Work task: Below are some entries; write out each one of them exactly.

[Stored data]
▬▬▬▬▬▬
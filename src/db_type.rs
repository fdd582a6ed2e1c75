//! Logical column types and the contract for mapping them to a backend's own
//!  type vocabulary.

use std::fmt;

#[derive(
    strum_macros::Display,
    strum_macros::EnumString,
    Debug,
    Clone,
    Copy,
    PartialEq,
    Eq,
    Hash,
)]
#[strum(serialize_all = "UPPERCASE", ascii_case_insensitive)]
pub enum DbTypeKind {
    SmallInt,
    Integer,
    BigInt,
    Real,
    Double,
    Binary,
    VarBinary,
    Char,
    VarChar,
    Blob,
    Clob,
    Timestamp,
    Point,
    Circle,
    Polygon,
    Region,
    #[strum(serialize = "UNKNOWN_NUMERIC")]
    UnknownNumeric,
    Unknown,
}

impl DbTypeKind {
    pub fn is_numeric(&self) -> bool {
        matches!(
            self,
            Self::SmallInt
                | Self::Integer
                | Self::BigInt
                | Self::Real
                | Self::Double
                | Self::UnknownNumeric
                | Self::Unknown
        )
    }

    pub fn is_string(&self) -> bool {
        matches!(
            self,
            Self::Char | Self::VarChar | Self::Clob | Self::Timestamp | Self::Unknown
        )
    }

    pub fn is_binary(&self) -> bool {
        matches!(self, Self::Binary | Self::VarBinary | Self::Blob | Self::Unknown)
    }

    pub fn is_geometry(&self) -> bool {
        matches!(
            self,
            Self::Point | Self::Circle | Self::Polygon | Self::Region | Self::Unknown
        )
    }

    /// Whether the type accepts a length parameter: `VARCHAR(10)`.
    pub fn has_length(&self) -> bool {
        matches!(
            self,
            Self::Binary | Self::VarBinary | Self::Char | Self::VarChar
        )
    }
}

/// A logical type. `raw_name` keeps the backend name it was converted from,
///  if any.
#[derive(Debug, Clone, PartialEq, Eq, Hash)]
pub struct DbType {
    pub kind: DbTypeKind,
    pub length: Option<u32>,
    pub raw_name: Option<String>,
}

impl DbType {
    pub fn new(kind: DbTypeKind) -> Self {
        Self {
            kind,
            length: None,
            raw_name: None,
        }
    }

    pub fn with_length(kind: DbTypeKind, length: u32) -> Self {
        Self {
            kind,
            length: Some(length),
            raw_name: None,
        }
    }

    pub fn unknown(raw_name: impl Into<String>) -> Self {
        Self {
            kind: DbTypeKind::Unknown,
            length: None,
            raw_name: Some(raw_name.into()),
        }
    }

    pub fn raw(mut self, raw_name: impl Into<String>) -> Self {
        self.raw_name = Some(raw_name.into());
        self
    }

    pub fn is_numeric(&self) -> bool {
        self.kind.is_numeric()
    }

    pub fn is_string(&self) -> bool {
        self.kind.is_string()
    }

    pub fn is_geometry(&self) -> bool {
        self.kind.is_geometry()
    }
}

impl fmt::Display for DbType {
    fn fmt(&self, f: &mut fmt::Formatter<'_>) -> fmt::Result {
        write!(f, "{}", self.kind)?;
        if let Some(length) = self.length {
            write!(f, "({length})")?;
        }
        Ok(())
    }
}

/// Converts between a target engine's native types and logical types. There is
///  one implementation per engine; the conversion does not have to round trip
///  but must be deterministic.
pub trait TypeMapping {
    /// `type_code` is the engine's numeric type identifier, `raw_name` its
    ///  native name and `display_name` the name shown to users. `params` are
    ///  the type modifiers, e.g. `["10"]` for `varchar(10)`.
    fn from_backend(
        &self,
        type_code: i32,
        raw_name: &str,
        display_name: &str,
        params: &[String],
    ) -> DbType;

    fn to_backend(&self, ty: &DbType) -> String;
}

/// The first type modifier as a length, if it is one.
pub fn length_param(params: &[String]) -> Option<u32> {
    params.first().and_then(|p| p.trim().parse().ok())
}

#[cfg(test)]
mod tests {
    use super::*;

    #[test]
    fn display() {
        assert_eq!("VARCHAR(10)", DbType::with_length(DbTypeKind::VarChar, 10).to_string());
        assert_eq!("SMALLINT", DbType::new(DbTypeKind::SmallInt).to_string());
        assert_eq!("UNKNOWN_NUMERIC", DbTypeKind::UnknownNumeric.to_string());
    }

    #[test]
    fn parse_kind() {
        assert_eq!(Ok(DbTypeKind::VarChar), "varchar".parse::<DbTypeKind>());
        assert_eq!(Ok(DbTypeKind::BigInt), "BIGINT".parse::<DbTypeKind>());
        assert!("STRING".parse::<DbTypeKind>().is_err());
    }

    #[test]
    fn unknown_type_matches_everything() {
        let ty = DbType::unknown("hstore");
        assert!(ty.is_numeric() && ty.is_string() && ty.is_geometry());
        assert!(!DbType::new(DbTypeKind::Point).is_string());
    }

    #[test]
    fn length_params() {
        assert_eq!(Some(12), length_param(&["12".to_string()]));
        assert_eq!(None, length_param(&["x".to_string()]));
        assert_eq!(None, length_param(&[]));
    }
}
▬▬▬▬▬▬
Completed exercise:
filename src/db_type.rs
repository fdd582a6ed2e1c75
//! Logical column types and the contract for mapping them to a backend's own
//!  type vocabulary.

use std::fmt;

#[derive(
    strum_macros::Display,
    strum_macros::EnumString,
    Debug,
    Clone,
    Copy,
    PartialEq,
    Eq,
    Hash,
)]
#[strum(serialize_all = "UPPERCASE", ascii_case_insensitive)]
pub enum DbTypeKind {
    SmallInt,
    Integer,
    BigInt,
    Real,
    Double,
    Binary,
    VarBinary,
    Char,
    VarChar,
    Blob,
    Clob,
    Timestamp,
    Point,
    Circle,
    Polygon,
    Region,
    #[strum(serialize = "UNKNOWN_NUMERIC")]
    UnknownNumeric,
    Unknown,
}

impl DbTypeKind {
    pub fn is_numeric(&self) -> bool {
        matches!(
            self,
            Self::SmallInt
                | Self::Integer
                | Self::BigInt
                | Self::Real
                | Self::Double
                | Self::UnknownNumeric
                | Self::Unknown
        )
    }

    pub fn is_string(&self) -> bool {
        matches!(
            self,
            Self::Char | Self::VarChar | Self::Clob | Self::Timestamp | Self::Unknown
        )
    }

    pub fn is_binary(&self) -> bool {
        matches!(self, Self::Binary | Self::VarBinary | Self::Blob | Self::Unknown)
    }

    pub fn is_geometry(&self) -> bool {
        matches!(
            self,
            Self::Point | Self::Circle | Self::Polygon | Self::Region | Self::Unknown
        )
    }

    /// Whether the type accepts a length parameter: `VARCHAR(10)`.
    pub fn has_length(&self) -> bool {
        matches!(
            self,
            Self::Binary | Self::VarBinary | Self::Char | Self::VarChar
        )
    }
}

/// A logical type. `raw_name` keeps the backend name it was converted from,
///  if any.
#[derive(Debug, Clone, PartialEq, Eq, Hash)]
pub struct DbType {
    pub kind: DbTypeKind,
    pub length: Option<u32>,
    pub raw_name: Option<String>,
}

impl DbType {
    pub fn new(kind: DbTypeKind) -> Self {
        Self {
            kind,
            length: None,
            raw_name: None,
        }
    }

    pub fn with_length(kind: DbTypeKind, length: u32) -> Self {
        Self {
            kind,
            length: Some(length),
            raw_name: None,
        }
    }

    pub fn unknown(raw_name: impl Into<String>) -> Self {
        Self {
            kind: DbTypeKind::Unknown,
            length: None,
            raw_name: Some(raw_name.into()),
        }
    }

    pub fn raw(mut self, raw_name: impl Into<String>) -> Self {
        self.raw_name = Some(raw_name.into());
        self
    }

    pub fn is_numeric(&self) -> bool {
        self.kind.is_numeric()
    }

    pub fn is_string(&self) -> bool {
        self.kind.is_string()
    }

    pub fn is_geometry(&self) -> bool {
        self.kind.is_geometry()
    }
}

impl fmt::Display for DbType {
    fn fmt(&self, f: &mut fmt::Formatter<'_>) -> fmt::Result {
        write!(f, "{}", self.kind)?;
        if let Some(length) = self.length {
            write!(f, "({length})")?;
        }
        Ok(())
    }
}

/// Converts between a target engine's native types and logical types. There is
///  one implementation per engine; the conversion does not have to round trip
///  but must be deterministic.
pub trait TypeMapping {
    /// `type_code` is the engine's numeric type identifier, `raw_name` its
    ///  native name and `display_name` the name shown to users. `params` are
    ///  the type modifiers, e.g. `["10"]` for `varchar(10)`.
    fn from_backend(
        &self,
        type_code: i32,
        raw_name: &str,
        display_name: &str,
        params: &[String],
    ) -> DbType;

    fn to_backend(&self, ty: &DbType) -> String;
}

/// The first type modifier as a length, if it is one.
pub fn length_param(params: &[String]) -> Option<u32> {
    params.first().and_then(|p| p.trim().parse().ok())
}

#[cfg(test)]
mod tests {
    use super::*;

    #[test]
    fn display() {
        assert_eq!("VARCHAR(10)", DbType::with_length(DbTypeKind::VarChar, 10).to_string());
        assert_eq!("SMALLINT", DbType::new(DbTypeKind::SmallInt).to_string());
        assert_eq!("UNKNOWN_NUMERIC", DbTypeKind::UnknownNumeric.to_string());
    }

    #[test]
    fn parse_kind() {
        assert_eq!(Ok(DbTypeKind::VarChar), "varchar".parse::<DbTypeKind>());
        assert_eq!(Ok(DbTypeKind::BigInt), "BIGINT".parse::<DbTypeKind>());
        assert!("STRING".parse::<DbTypeKind>().is_err());
    }

    #[test]
    fn unknown_type_matches_everything() {
        let ty = DbType::unknown("hstore");
        assert!(ty.is_numeric() && ty.is_string() && ty.is_geometry());
        assert!(!DbType::new(DbTypeKind::Point).is_string());
    }

    #[test]
    fn length_params() {
        assert_eq!(Some(12), length_param(&["12".to_string()]));
        assert_eq!(None, length_param(&["x".to_string()]));
        assert_eq!(None, length_param(&[]));
    }
}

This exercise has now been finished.